In ODS, data can be scrubbed, resolved for redundancy, and checked for compliance with the corresponding business rules. This data store can be used for integrating disparate data from multiple sources so that business operations, analysis, and reporting can be carried out. This is the place where most of the data used in the current operation is housed before it’s transferred to the Data Warehouse for longer-term storage or archiving.

An ODS is designed for relatively simple queries on small amounts of data (such as finding the status of a customer order), rather than the complex queries on large amounts of data typical of the Data Warehouse.

An ODS is similar to short-term memory where it only stores very recent information. On the contrary, the Data Warehouse is more like long-term memory, storing relatively permanent information.

What is the difference between OLTP and OLAP?

OLTP is the transaction system that collects business data. Whereas OLAP is the reporting and analysis system on that data. OLTP systems are optimized for INSERT, and UPDATE operations and therefore highly normalized.

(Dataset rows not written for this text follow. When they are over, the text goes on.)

use crate::caption::{
    fit_text, render_post, Caption, CaptionLadder, CaptionRequest, CaptionSource, TextGenerator,
};
use crate::collage::compose;
use crate::compress::compress;
use crate::config::AssemblyConfig;
use crate::content::{ContentItem, ImageAsset};
use crate::dispatch::RoutineRunner;
use crate::error::{CollaboratorError, PipelineError, PipelineResult};
use crate::history::{HistoryCategory, HistoryStore};
use crate::routine::{self, Routine, SlotId};
use crate::selector::{CandidateSelector, Catalog, CatalogFilter, DateRange};
use crate::tags::{TagAssembler, TagSet};

/// Publisher limit on attached images.
pub const MAX_POST_IMAGES: usize = 4;

const JPEG_MIME: &str = "image/jpeg";

/// Downloads image bytes by URL.
#[async_trait]
pub trait ImageSource: Send + Sync {
    async fn fetch(&self, url: &str) -> Result<Vec<u8>, CollaboratorError>;
}

/// Publisher-side handle for an uploaded image, passed back verbatim.
#[derive(Debug, Clone, PartialEq, Serialize, Deserialize)]
pub struct ImageRef(pub serde_json::Value);

#[derive(Debug, Clone, PartialEq)]
pub struct PostImage {
    pub image: ImageRef,
    pub alt: String,
}

#[derive(Debug, Clone, PartialEq, Eq, Serialize, Deserialize)]
pub struct PostReceipt {
    pub uri: String,
    #[serde(default, skip_serializing_if = "Option::is_none")]
    pub cid: Option<String>,
}

#[async_trait]
pub trait Publisher: Send + Sync {
    async fn upload_image(&self, bytes: Vec<u8>, mime: &str) -> Result<ImageRef, CollaboratorError>;

    /// Submit text with at most [`MAX_POST_IMAGES`] uploaded images.
    async fn submit_post(
        &self,
        text: &str,
        images: &[PostImage],
    ) -> Result<PostReceipt, CollaboratorError>;
}

/// Compressed image ready for upload.
#[derive(Debug, Clone)]
pub struct PayloadImage {
    pub bytes: Vec<u8>,
    pub mime: String,
    pub alt: String,
}

/// Everything needed to publish one post and commit its history.
#[derive(Debug, Clone)]
pub struct AssembledPost {
    pub routine: Routine,
    /// Rendered text: caption, blank line, hashtags.
    pub text: String,
    /// `None` for fixed-text posts.
    pub caption: Option<Caption>,
    pub tags: TagSet,
    pub images: Vec<PayloadImage>,
    pub item_ids: Vec<String>,
    /// Recorded only after a successful submission.
    pub history: Vec<(HistoryCategory, String)>,
}

impl AssembledPost {
    pub fn validate(&self, char_limit: usize) -> PipelineResult<()> {
        let len = self.text.chars().count();
        if len > char_limit {
            return Err(PipelineError::InvalidPayload(format!(
                "text is {len} chars, limit {char_limit}"
            )));
        }
        if self.text.trim().is_empty() {
            return Err(PipelineError::InvalidPayload("text is empty".to_string()));
        }
        if self.images.len() > MAX_POST_IMAGES {
            return Err(PipelineError::InvalidPayload(format!(
                "{} images, limit {MAX_POST_IMAGES}",
                self.images.len()
            )));
        }
        if self.images.iter().any(|img| img.bytes.is_empty()) {
            return Err(PipelineError::InvalidPayload(
                "empty image payload".to_string(),
            ));
        }
        Ok(())
    }
}

#[derive(Clone)]
pub struct Collaborators {
    pub catalog: Arc<dyn Catalog>,
    pub generator: Arc<dyn TextGenerator>,
    pub images: Arc<dyn ImageSource>,
    pub publisher: Arc<dyn Publisher>,
}
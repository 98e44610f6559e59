use std::path::PathBuf;

use anyhow::{bail, Context, Result};
use assembly::{
    parse_override, DispatchOutcome, DispatchReport, DispatchRequest, Dispatcher, Pipeline,
    RoutineRegistry,
};
use chrono::{DateTime, Utc};
use clap::{Parser, Subcommand};
use slotpost::{clients, AppConfig};
use tracing::info;

const WEEKDAYS: [&str; 7] = ["Mon", "Tue", "Wed", "Thu", "Fri", "Sat", "Sun"];

#[derive(Parser, Debug)]
#[command(author, version, about, long_about = None)]
struct Cli {
    /// Path to slotpost.toml (falls back to SLOTPOST_CONFIG, then ./slotpost.toml)
    #[arg(long, global = true)]
    config: Option<PathBuf>,

    /// Emit logs and reports as JSON
    #[arg(long, global = true, default_value_t = false)]
    json: bool,

    #[command(subcommand)]
    command: Command,
}

#[derive(Subcommand, Debug)]
enum Command {
    /// Resolve the current slot and publish its post
    Run {
        /// Override text, e.g. "Slot 6: Obscure" or "rivalry"
        #[arg(long)]
        slot: Option<String>,

        /// Run today's first scheduled slot
        #[arg(long, default_value_t = false)]
        manual: bool,

        /// Resolve as if it were this instant (RFC 3339)
        #[arg(long)]
        at: Option<DateTime<Utc>>,

        /// Assemble everything but neither publish nor save history
        #[arg(long, default_value_t = false)]
        dry_run: bool,
    },
    /// Print the resolved weekly schedule
    Schedule,
    /// Show which slot an override resolves to
    ParseSlot { text: String },
}

fn init_tracing(json: bool) {
    let filter = tracing_subscriber::EnvFilter::try_from_default_env()
        .unwrap_or_else(|_| "info".into());
    let builder = tracing_subscriber::fmt()
        .with_env_filter(filter)
        .with_writer(std::io::stderr);
    if json {
        builder.json().init();
    } else {
        builder.init();
    }
}

#[tokio::main(flavor = "current_thread")]
async fn main() -> Result<()> {
    let cli = Cli::parse();
    init_tracing(cli.json);

    let config = AppConfig::load(cli.config.as_deref())?;
    match cli.command {
        Command::Run {
            slot,
            manual,
            at,
            dry_run,
        } => run(config, slot, manual, at, dry_run, cli.json).await,
        Command::Schedule => print_schedule(&config),
        Command::ParseSlot { text } => {
            let registry = RoutineRegistry::default();
            match parse_override(&text, &registry) {
                Some(slot) => match registry.get(slot) {
                    Some(routine) => println!("{text:?} -> slot {slot} ({routine})"),
                    None => println!("{text:?} -> slot {slot} (no routine registered)"),
                },
                None => println!("{text:?} -> nothing (no number or routine keyword)"),
            }
            Ok(())
        }
    }
}

async fn run(
    config: AppConfig,
    slot: Option<String>,
    manual: bool,
    at: Option<DateTime<Utc>>,
    dry_run: bool,
    json: bool,
) -> Result<()> {
    config
        .validate(!dry_run)
        .context("Configuration check failed")?;

    let now = at.unwrap_or_else(Utc::now);
    let manual = manual || config.trigger.manual;
    let mut request = DispatchRequest::at(now).with_manual(manual);
    if let Some(text) = slot.or_else(|| config.trigger.forced_slot.clone()) {
        request = request.with_override(text);
    }
    info!(
        at = %now,
        weekday = request.weekday,
        hour = request.hour,
        override_text = ?request.override_text,
        manual = request.manual,
        dry_run,
        "Slot run starting"
    );

    let collaborators = clients::build(&config)?;
    let dispatcher = Dispatcher::new(config.schedule_table()?, RoutineRegistry::default());
    let pipeline = Pipeline::new(config.assembly, collaborators, &config.history_path);
    let mut pipeline = pipeline.dry_run(dry_run);

    let report = dispatcher.dispatch(request, &mut pipeline).await;
    print_report(&report, json)?;

    if let DispatchOutcome::Failed { slot, kind, message } = &report.outcome {
        bail!("slot {slot} failed ({kind}): {message}");
    }
    Ok(())
}

fn print_report(report: &DispatchReport, json: bool) -> Result<()> {
    if json {
        println!("{}", serde_json::to_string_pretty(report)?);
        return Ok(());
    }
    match &report.outcome {
        DispatchOutcome::NoRoutine => println!("No routine for this slot."),
        DispatchOutcome::UnknownSlot { slot } => println!("Slot {slot} has no routine."),
        DispatchOutcome::Completed { slot, run } => {
            let status = match (&run.receipt, run.dry_run) {
                (_, true) => "dry run".to_string(),
                (Some(receipt), false) => format!("posted {}", receipt.uri),
                (None, false) => "not posted".to_string(),
            };
            println!("Slot {slot} ({}): {status}", run.routine);
            println!("---\n{}\n---", run.text);
            if !run.dry_run && !run.history_persisted {
                println!("warning: history was not saved");
            }
        }
        DispatchOutcome::Failed { slot, message, .. } => println!("Slot {slot} failed: {message}"),
    }
    Ok(())
}

fn print_schedule(config: &AppConfig) -> Result<()> {
    let table = config.schedule_table()?;
    let registry = RoutineRegistry::default();
    for entry in table.entries() {
        let day = WEEKDAYS
            .get(entry.weekday as usize)
            .copied()
            .unwrap_or("?");
        let routine = registry
            .get(entry.slot)
            .map(|r| r.to_string())
            .unwrap_or_else(|| "unregistered".to_string());
        println!(
            "{day} {:02}:00 UTC  slot {:>2}  {routine}",
            entry.hour, entry.slot
        );

    }
    Ok(())
}
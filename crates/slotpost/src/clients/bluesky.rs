//! AT-protocol publisher.
//!
//! One session per process (`createSession`), then `uploadBlob` per image
//! and a single `createRecord` for the post. Hashtags in the text become
//! tag facets addressed by UTF-8 byte offsets.

use std::sync::LazyLock;

use assembly::{CollaboratorError, ImageRef, PostImage, PostReceipt, Publisher};
use async_trait::async_trait;
use chrono::{DateTime, SecondsFormat, Utc};
use regex::Regex;
use serde::Deserialize;
use serde_json::{json, Value};
use tokio::sync::OnceCell;

use super::{join_url, parse_error, request_error, status_error};
use crate::config::PublisherSettings;

const SERVICE: &str = "bluesky";
const POST_COLLECTION: &str = "app.bsky.feed.post";

static HASHTAG_RE: LazyLock<Regex> = LazyLock::new(|| {
    Regex::new(r"(?:^|\s)(#([\p{L}\p{N}_]+))").expect("HASHTAG_RE regex should compile")
});

#[derive(Debug, Deserialize)]
#[serde(rename_all = "camelCase")]
struct Session {
    access_jwt: String,
    did: String,
}

#[derive(Debug, Deserialize)]
struct BlobResponse {
    blob: Value,
}

pub struct BlueskyPublisher {
    client: reqwest::Client,
    base_url: String,
    handle: String,
    password: String,
    session: OnceCell<Session>,
}

impl BlueskyPublisher {
    pub fn new(client: reqwest::Client, settings: &PublisherSettings) -> Self {
        Self {
            client,
            base_url: settings.base_url.clone(),
            handle: settings.handle.clone(),
            password: settings.password.clone(),
            session: OnceCell::new(),
        }
    }

    fn xrpc(&self, method: &str) -> String {
        join_url(&self.base_url, &format!("xrpc/{method}"))
    }

    async fn session(&self) -> Result<&Session, CollaboratorError> {
        self.session.get_or_try_init(|| self.create_session()).await
    }

    async fn create_session(&self) -> Result<Session, CollaboratorError> {
        let response = self
            .client
            .post(self.xrpc("com.atproto.server.createSession"))
            .json(&json!({ "identifier": self.handle, "password": self.password }))
            .send()
            .await
            .map_err(|e| request_error(SERVICE, e))?;
        if !response.status().is_success() {
            return Err(status_error(SERVICE, response).await);
        }
        let session: Session = response
            .json()
            .await
            .map_err(|e| parse_error(SERVICE, e))?;
        tracing::info!(handle = %self.handle, did = %session.did, "Publisher session created");
        Ok(session)
    }
}

#[async_trait]
impl Publisher for BlueskyPublisher {
    async fn upload_image(
        &self,
        bytes: Vec<u8>,
        mime: &str,
    ) -> Result<ImageRef, CollaboratorError> {
        let session = self.session().await?;
        let size = bytes.len();
        let response = self
            .client
            .post(self.xrpc("com.atproto.repo.uploadBlob"))
            .bearer_auth(&session.access_jwt)
            .header("Content-Type", mime)
            .body(bytes)
            .send()
            .await
            .map_err(|e| request_error(SERVICE, e))?;
        if !response.status().is_success() {
            return Err(status_error(SERVICE, response).await);
        }
        let uploaded: BlobResponse = response
            .json()
            .await
            .map_err(|e| parse_error(SERVICE, e))?;
        tracing::debug!(size, "Image blob uploaded");
        Ok(ImageRef(uploaded.blob))
    }

    async fn submit_post(
        &self,
        text: &str,
        images: &[PostImage],
    ) -> Result<PostReceipt, CollaboratorError> {

        let session = self.session().await?;
        let record = post_record(text, images, Utc::now());
        let response = self
            .client
            .post(self.xrpc("com.atproto.repo.createRecord"))
            .bearer_auth(&session.access_jwt)
            .json(&json!({
                "repo": session.did,
                "collection": POST_COLLECTION,
                "record": record,
            }))
            .send()
            .await
            .map_err(|e| request_error(SERVICE, e))?;
        if !response.status().is_success() {
            return Err(status_error(SERVICE, response).await);
        }
        response.json().await.map_err(|e| parse_error(SERVICE, e))
    }
}

/// `app.bsky.feed.post` record with optional facets and image embed.
pub fn post_record(text: &str, images: &[PostImage], created_at: DateTime<Utc>) -> Value {
    let mut record = json!({
        "$type": POST_COLLECTION,
        "text": text,
        "createdAt": created_at.to_rfc3339_opts(SecondsFormat::Millis, true),
    });

    let facets = hashtag_facets(text);
    if !facets.is_empty() {
        record["facets"] = Value::Array(facets);
    }
    if !images.is_empty() {
        let images: Vec<Value> = images
            .iter()
            .map(|img| json!({ "alt": img.alt, "image": img.image.0 }))
            .collect();
        record["embed"] = json!({ "$type": "app.bsky.embed.images", "images": images });
    }
    record
}

/// Tag facets for every `#label` that starts the text or follows whitespace.
pub fn hashtag_facets(text: &str) -> Vec<Value> {
    HASHTAG_RE
        .captures_iter(text)
        .filter_map(|caps| {
            let whole = caps.get(1)?;
            let tag = caps.get(2)?;
            Some(json!({
                "index": { "byteStart": whole.start(), "byteEnd": whole.end() },
                "features": [{ "$type": "app.bsky.richtext.facet#tag", "tag": tag.as_str() }],
            }))
        })
        .collect()
}
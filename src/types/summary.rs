//! Encyclopedia summary type.

use serde::{Deserialize, Serialize};

/// Plain-text introduction and thumbnail for one encyclopedia page.
#[derive(Debug, Clone, PartialEq, Eq, Serialize, Deserialize)]
pub struct EncyclopediaSummary {
    /// Page title after redirects, or the normalized topic if no page matched.
    pub title: String,
    /// Plain-text introduction. Empty when the page has none or was not found.
    pub extract: String,
    /// Thumbnail image URL, if the page has one.
    #[serde(default, skip_serializing_if = "Option::is_none")]
    pub thumbnail_url: Option<String>,
    /// Page id the summary was read from; `None` when no page matched.
    #[serde(default, skip_serializing_if = "Option::is_none")]
    pub page_id: Option<String>,
}

impl EncyclopediaSummary {
    /// Summary for a topic with no matching page.
    pub fn not_found(title: impl Into<String>) -> Self {
        Self {
            title: title.into(),
            extract: String::new(),
            thumbnail_url: None,
            page_id: None,
        }
    }

    /// Whether a page matched the topic.
    pub fn is_found(&self) -> bool {
        self.page_id.is_some()
    }

    /// Whether there is any introduction text to show.
    pub fn has_extract(&self) -> bool {
        !self.extract.trim().is_empty()
    }
}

On the other hand, OLAP systems are deliberately denormalized for fast data retrieval through SELECT operations.

Explanatory Note:

In a departmental shop, when we pay the prices at the check-out counter, the salesperson at the counter keys-in all the data into a “Point-Of-Sales” machine. That data is transaction data and the related system is an OLTP system. 
On the other hand, the manager of the store might want to view a report on out-of-stock materials, so that he can place a purchase order for them. Such report will come out from the OLAP system.

What does OLAP stand for?

OLAP stands for On-Line Analytical Processing. It is a system that collects, manages, and processes multi-dimensional data for analysis and management.

What does OLTP stand for?

OLTP stands for On-Line Transaction Processing. It is a system that modifies the data whenever it is received, by a large number of concurrent users.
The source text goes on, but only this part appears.